### WHAT YOU SHOULD DO
Would you reproduce, without any alteration, the lines from the opening line of the entries through the line that has "of an invite code" in it?

(Collected data entries)
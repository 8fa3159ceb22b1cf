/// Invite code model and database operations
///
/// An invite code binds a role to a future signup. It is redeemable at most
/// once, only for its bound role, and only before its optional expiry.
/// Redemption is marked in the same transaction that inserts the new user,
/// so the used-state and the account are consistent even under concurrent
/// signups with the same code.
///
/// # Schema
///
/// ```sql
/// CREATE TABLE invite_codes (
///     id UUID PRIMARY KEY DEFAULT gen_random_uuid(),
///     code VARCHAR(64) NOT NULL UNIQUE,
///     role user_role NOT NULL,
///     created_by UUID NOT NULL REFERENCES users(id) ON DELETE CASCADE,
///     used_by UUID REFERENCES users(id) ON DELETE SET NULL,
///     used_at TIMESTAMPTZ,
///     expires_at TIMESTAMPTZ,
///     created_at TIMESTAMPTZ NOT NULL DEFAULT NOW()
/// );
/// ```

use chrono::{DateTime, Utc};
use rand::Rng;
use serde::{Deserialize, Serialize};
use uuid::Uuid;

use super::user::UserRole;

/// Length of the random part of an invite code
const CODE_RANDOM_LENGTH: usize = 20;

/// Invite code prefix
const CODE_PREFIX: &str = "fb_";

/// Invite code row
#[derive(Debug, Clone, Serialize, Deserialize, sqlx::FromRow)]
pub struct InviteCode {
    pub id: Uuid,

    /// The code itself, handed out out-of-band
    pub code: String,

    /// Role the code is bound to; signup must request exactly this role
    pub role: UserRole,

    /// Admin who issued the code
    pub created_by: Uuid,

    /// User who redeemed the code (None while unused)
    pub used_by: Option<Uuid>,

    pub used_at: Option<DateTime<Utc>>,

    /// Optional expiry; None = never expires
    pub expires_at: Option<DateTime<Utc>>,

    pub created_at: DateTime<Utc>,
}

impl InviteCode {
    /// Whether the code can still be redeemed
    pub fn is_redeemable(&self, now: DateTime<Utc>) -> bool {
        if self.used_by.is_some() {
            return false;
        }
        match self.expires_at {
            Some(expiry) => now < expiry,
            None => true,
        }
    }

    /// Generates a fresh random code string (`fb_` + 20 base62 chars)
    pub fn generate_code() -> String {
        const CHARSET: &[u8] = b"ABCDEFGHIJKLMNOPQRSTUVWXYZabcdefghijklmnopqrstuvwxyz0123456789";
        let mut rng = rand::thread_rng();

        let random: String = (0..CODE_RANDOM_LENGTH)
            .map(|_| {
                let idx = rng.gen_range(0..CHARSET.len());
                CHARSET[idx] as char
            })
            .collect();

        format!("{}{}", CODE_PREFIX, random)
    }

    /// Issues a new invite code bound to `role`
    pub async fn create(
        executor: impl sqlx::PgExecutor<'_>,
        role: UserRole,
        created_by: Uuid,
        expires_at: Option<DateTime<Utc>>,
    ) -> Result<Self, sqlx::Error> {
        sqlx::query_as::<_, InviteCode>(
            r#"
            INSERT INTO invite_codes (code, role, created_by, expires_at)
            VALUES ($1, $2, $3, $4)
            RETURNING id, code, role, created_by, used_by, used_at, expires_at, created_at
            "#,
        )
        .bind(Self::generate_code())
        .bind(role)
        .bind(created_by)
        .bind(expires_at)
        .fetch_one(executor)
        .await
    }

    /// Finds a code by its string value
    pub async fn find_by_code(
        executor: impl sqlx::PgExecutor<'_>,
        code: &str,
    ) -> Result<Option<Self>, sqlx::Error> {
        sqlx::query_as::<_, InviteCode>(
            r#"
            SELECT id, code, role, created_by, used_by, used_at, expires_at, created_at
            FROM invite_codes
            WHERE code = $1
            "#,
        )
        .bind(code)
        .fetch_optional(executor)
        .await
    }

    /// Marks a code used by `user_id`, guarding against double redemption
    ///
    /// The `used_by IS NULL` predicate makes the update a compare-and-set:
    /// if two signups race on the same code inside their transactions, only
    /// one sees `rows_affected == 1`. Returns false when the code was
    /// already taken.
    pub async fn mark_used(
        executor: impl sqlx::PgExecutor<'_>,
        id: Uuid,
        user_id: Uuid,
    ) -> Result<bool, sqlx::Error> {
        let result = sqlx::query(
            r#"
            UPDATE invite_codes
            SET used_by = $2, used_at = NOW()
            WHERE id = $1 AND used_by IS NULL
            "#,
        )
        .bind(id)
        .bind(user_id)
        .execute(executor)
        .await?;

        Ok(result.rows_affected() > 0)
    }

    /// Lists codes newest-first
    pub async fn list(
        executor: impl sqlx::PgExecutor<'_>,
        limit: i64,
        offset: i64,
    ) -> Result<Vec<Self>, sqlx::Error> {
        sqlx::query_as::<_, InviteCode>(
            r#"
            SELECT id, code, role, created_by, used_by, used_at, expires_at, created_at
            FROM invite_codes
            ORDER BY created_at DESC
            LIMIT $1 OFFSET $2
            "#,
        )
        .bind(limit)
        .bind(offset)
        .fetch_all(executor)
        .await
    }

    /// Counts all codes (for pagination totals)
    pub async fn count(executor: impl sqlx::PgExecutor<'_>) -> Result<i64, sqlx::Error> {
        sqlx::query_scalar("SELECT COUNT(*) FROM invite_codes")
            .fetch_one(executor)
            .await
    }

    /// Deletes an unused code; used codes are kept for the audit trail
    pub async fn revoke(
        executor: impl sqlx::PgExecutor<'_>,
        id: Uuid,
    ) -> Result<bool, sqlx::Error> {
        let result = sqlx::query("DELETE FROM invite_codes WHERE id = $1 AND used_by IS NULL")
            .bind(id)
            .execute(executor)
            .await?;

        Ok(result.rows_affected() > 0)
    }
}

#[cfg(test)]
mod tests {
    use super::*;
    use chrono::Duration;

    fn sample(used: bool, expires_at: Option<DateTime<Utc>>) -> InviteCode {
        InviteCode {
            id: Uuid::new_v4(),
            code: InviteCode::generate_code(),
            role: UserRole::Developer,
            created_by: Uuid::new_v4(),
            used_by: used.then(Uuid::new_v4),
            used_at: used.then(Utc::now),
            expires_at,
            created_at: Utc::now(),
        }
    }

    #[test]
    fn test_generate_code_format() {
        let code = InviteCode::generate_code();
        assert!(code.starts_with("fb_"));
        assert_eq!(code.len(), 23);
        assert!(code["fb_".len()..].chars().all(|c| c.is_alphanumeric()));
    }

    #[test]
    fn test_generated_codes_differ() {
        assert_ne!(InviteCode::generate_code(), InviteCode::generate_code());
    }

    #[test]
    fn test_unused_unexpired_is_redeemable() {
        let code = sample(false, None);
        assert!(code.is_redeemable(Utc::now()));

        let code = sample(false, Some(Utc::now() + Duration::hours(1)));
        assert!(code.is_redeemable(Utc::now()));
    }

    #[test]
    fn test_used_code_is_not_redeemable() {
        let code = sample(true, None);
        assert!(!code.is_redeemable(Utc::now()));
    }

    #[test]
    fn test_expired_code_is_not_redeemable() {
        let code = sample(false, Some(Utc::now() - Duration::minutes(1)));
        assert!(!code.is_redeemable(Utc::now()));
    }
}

### RESULT BELOW
repository 8fa3159ceb22b1cf
/// Invite code model and database operations
///
/// An invite code binds a role to a future signup. It is redeemable at most
/// once, only for its bound role, and only before its optional expiry.
/// Redemption is marked in the same transaction that inserts the new user,
/// so the used-state and the account are consistent even under concurrent
/// signups with the same code.
///
/// # Schema
///
/// ```sql
/// CREATE TABLE invite_codes (
///     id UUID PRIMARY KEY DEFAULT gen_random_uuid(),
///     code VARCHAR(64) NOT NULL UNIQUE,
///     role user_role NOT NULL,
///     created_by UUID NOT NULL REFERENCES users(id) ON DELETE CASCADE,
///     used_by UUID REFERENCES users(id) ON DELETE SET NULL,
///     used_at TIMESTAMPTZ,
///     expires_at TIMESTAMPTZ,
///     created_at TIMESTAMPTZ NOT NULL DEFAULT NOW()
/// );
/// ```

use chrono::{DateTime, Utc};
use rand::Rng;
use serde::{Deserialize, Serialize};
use uuid::Uuid;

use super::user::UserRole;

/// Length of the random part of an invite code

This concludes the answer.